Three hundred and fifty years earlier, the keeping of cats in London was illegal. Men were employed to kill cats and dogs as a way, it was thought, to stop the spread of the Great Plague. In fact, it had the reverse effect: rats were the main carriers of the fleas infected with the Yersinia pestis bacterium. Cats in particular would have kept the rat population down, and slowed the spread of the plague. Eventually it was realised that those who (illegally) kept cats tended to avoid the plague, and the ban was lifted; too late for tens of thousands of plague victims.
Had the tonsillitis afflicted girl lived in London in 1665, she would have likely been such a victim. The leeches, the pomander, the potions, the prayers of her desperate mother would have had no effect. There would have been no pet cat to kill off the local, flea infested rats. Instead of mildly painful tonsils, the lymph nodes in her neck and under her arms would have swollen into painful buboes. She would have been racked with fever, afflicted with frequent vomiting, pounding headaches and gangrene; barely able to swallow. Her face would have blown up in bulbous black swellings. A quack doctor would have lanced them or sliced them with a razor. She would have gone mad with pain, died in agony. The single, cold, cramped room she shared with several siblings in a rat-infested building would have seen a feeding frenzy by the vicious biting fleas. The plague would have ravaged her whole family.
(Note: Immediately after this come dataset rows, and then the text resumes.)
//! Shared test utilities for the thumbro test suite.
//!
//! Provides canned rules, sources and requests so matcher, builder and
//! adapter tests start from the same baseline and only spell out what they
//! change.
//!
//! # Usage
//!
//! ```rust
//! use crate::test_helpers::*;
//!
//! let mut rule = png_rule();
//! rule.max_area = Some(1_000);
//! let config = single_rule_config(rule);
//!
//! let mut request = sample_request();
//! request.source.width = 4000;
//! ```

use crate::config::{Config, Rule};
use crate::scaling::Dimensions;
use crate::types::{SourceFile, TransformRequest};

// =========================================================================
// Rules and configs
// =========================================================================

/// Enabled `image/png` rule on `libvips` with no conditions.
pub fn png_rule() -> Rule {
    Rule::enabled("image/png", "libvips")
}

/// Stock config whose rule table is exactly `rule`.
pub fn single_rule_config(rule: Rule) -> Config {
    Config {
        rules: vec![rule],
        ..Config::default()
    }
}

// =========================================================================
// Sources and requests
// =========================================================================

/// A 100x50 single-page PNG at `/src/in.png`.
pub fn sample_source() -> SourceFile {
    SourceFile {
        path: "/src/in.png".into(),
        mime_type: "image/png".into(),
        width: 100,
        height: 50,
        multipage: false,
        rotation: 0,
    }
}

/// Full-size PNG thumbnail of [`sample_source`] written to `/thumb/out.png`.
pub fn sample_request() -> TransformRequest {
    TransformRequest {
        source: sample_source(),
        dest_mime_type: "image/png".into(),
        physical: Dimensions::new(100, 50),
        client: Dimensions::new(100, 50),
        dest_path: "/thumb/out.png".into(),
        dest_url: "/thumb/out.png".into(),
        comment: None,
    }
}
The fortunate modern-day girl sips her mint tea, gazes for a while out of the fly-screened window of her warm, comfortable bedroom, finishes her history homework with the help of her iPad and Wikipedia. She looks forward to her afternoon ice cream treat. The cat purrs contentedly at the foot of her bed. The girl unwraps a gift she has been saving for it: a black flea collar with small golden bell.